*Dataset entries:*
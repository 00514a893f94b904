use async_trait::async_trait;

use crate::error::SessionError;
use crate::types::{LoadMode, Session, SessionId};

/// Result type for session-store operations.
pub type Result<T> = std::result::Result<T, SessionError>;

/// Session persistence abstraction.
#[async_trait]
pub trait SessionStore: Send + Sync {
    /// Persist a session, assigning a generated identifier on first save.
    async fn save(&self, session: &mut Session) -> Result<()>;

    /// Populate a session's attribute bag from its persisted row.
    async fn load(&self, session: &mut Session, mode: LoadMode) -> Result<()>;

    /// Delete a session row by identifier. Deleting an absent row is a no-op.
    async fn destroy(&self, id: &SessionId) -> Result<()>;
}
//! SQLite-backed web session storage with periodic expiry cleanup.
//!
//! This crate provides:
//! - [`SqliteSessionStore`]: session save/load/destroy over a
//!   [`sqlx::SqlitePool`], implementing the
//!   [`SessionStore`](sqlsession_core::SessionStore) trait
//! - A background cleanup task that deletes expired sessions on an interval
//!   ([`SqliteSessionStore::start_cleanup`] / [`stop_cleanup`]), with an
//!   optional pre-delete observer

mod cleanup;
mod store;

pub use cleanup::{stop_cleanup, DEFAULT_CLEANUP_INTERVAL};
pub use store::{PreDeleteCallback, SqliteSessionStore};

==

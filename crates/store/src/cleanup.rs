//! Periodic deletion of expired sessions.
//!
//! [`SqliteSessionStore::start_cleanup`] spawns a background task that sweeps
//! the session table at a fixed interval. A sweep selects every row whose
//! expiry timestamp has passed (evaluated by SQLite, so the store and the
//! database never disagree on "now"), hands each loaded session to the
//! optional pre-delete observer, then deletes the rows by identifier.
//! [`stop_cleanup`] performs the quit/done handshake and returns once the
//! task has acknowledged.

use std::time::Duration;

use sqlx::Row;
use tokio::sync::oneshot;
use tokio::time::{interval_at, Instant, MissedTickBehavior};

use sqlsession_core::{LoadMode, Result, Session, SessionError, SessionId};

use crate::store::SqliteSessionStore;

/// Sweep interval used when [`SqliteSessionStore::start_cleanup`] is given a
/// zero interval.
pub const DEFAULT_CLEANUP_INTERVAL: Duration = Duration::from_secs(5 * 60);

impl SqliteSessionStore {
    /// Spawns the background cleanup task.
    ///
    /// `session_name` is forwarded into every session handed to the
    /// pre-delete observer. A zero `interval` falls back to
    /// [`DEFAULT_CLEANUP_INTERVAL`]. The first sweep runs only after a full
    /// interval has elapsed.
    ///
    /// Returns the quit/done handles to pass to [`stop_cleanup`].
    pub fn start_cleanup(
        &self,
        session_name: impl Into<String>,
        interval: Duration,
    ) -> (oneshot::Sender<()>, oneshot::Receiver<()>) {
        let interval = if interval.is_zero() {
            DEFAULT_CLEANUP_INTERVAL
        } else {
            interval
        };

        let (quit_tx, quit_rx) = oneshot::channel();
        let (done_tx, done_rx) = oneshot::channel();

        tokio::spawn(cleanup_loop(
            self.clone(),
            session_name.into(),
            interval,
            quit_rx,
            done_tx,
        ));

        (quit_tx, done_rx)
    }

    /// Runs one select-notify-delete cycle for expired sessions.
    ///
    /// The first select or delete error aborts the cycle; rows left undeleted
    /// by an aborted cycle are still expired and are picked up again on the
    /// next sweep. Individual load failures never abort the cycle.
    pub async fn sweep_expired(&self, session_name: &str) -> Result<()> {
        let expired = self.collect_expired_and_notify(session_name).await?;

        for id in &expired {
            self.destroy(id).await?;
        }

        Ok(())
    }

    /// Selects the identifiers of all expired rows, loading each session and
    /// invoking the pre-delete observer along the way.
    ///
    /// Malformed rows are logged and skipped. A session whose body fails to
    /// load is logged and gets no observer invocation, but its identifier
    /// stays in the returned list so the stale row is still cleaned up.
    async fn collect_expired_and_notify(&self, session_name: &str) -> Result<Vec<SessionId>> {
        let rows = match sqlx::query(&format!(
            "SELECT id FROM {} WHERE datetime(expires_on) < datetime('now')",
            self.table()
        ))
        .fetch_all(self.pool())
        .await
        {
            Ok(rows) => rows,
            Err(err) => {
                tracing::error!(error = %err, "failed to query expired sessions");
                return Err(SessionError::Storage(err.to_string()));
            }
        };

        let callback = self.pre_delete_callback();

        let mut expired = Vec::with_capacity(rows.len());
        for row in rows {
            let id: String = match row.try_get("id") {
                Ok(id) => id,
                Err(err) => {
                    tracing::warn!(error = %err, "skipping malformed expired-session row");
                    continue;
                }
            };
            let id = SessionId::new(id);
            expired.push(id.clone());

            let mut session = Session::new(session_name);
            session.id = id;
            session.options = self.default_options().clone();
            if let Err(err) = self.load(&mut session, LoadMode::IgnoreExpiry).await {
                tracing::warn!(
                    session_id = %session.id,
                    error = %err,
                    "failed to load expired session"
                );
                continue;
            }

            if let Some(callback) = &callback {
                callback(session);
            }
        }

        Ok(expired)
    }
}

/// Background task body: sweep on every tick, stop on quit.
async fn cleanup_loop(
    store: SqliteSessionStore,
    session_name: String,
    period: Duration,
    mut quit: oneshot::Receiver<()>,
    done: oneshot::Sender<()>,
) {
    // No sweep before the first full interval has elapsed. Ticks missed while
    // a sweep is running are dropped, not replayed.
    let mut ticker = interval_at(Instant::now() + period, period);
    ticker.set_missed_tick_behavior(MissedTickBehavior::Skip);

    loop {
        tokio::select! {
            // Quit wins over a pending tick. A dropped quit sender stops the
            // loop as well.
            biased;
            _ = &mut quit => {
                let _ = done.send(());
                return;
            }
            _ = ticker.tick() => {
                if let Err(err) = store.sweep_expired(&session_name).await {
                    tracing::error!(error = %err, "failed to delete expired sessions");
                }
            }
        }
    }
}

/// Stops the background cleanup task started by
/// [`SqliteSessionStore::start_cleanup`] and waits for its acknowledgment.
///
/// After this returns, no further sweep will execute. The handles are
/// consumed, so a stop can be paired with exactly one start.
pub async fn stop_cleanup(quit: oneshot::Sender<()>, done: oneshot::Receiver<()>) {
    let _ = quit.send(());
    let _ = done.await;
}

==

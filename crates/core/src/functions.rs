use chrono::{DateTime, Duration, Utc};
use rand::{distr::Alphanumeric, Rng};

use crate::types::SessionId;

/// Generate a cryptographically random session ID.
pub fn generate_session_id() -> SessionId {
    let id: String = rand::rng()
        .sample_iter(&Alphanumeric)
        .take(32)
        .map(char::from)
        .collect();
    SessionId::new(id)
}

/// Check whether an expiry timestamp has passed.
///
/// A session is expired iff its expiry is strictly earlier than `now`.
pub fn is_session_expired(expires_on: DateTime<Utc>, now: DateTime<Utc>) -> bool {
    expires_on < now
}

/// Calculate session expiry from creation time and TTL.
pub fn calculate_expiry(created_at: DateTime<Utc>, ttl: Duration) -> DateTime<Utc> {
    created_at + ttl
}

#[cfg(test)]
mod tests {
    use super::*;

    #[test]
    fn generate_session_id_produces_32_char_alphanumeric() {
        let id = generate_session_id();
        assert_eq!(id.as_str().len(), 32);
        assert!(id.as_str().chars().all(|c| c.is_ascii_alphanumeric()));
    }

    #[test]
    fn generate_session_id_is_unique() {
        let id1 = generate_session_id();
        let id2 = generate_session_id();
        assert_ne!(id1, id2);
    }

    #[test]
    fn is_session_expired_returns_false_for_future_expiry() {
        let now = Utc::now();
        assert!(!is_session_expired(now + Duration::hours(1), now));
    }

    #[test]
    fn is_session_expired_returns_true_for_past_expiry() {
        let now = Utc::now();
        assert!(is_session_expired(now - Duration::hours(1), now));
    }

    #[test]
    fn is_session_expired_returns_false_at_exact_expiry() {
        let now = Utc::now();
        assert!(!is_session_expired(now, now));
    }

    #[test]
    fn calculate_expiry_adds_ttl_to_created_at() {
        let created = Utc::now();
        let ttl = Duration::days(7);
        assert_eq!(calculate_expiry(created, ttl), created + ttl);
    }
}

*WORK TO BE COMPLETED:* Which lines above run from the one containing "repository 00514a893f94b904" down to the one containing "pub trait SessionStore: Send"? Repeat exactly those, both ends included, and nothing else.

*YOUR RESPONSE:*
repository 00514a893f94b904
use async_trait::async_trait;

use crate::error::SessionError;
use crate::types::{LoadMode, Session, SessionId};

/// Result type for session-store operations.
pub type Result<T> = std::result::Result<T, SessionError>;

/// Session persistence abstraction.
#[async_trait]
pub trait SessionStore: Send + Sync {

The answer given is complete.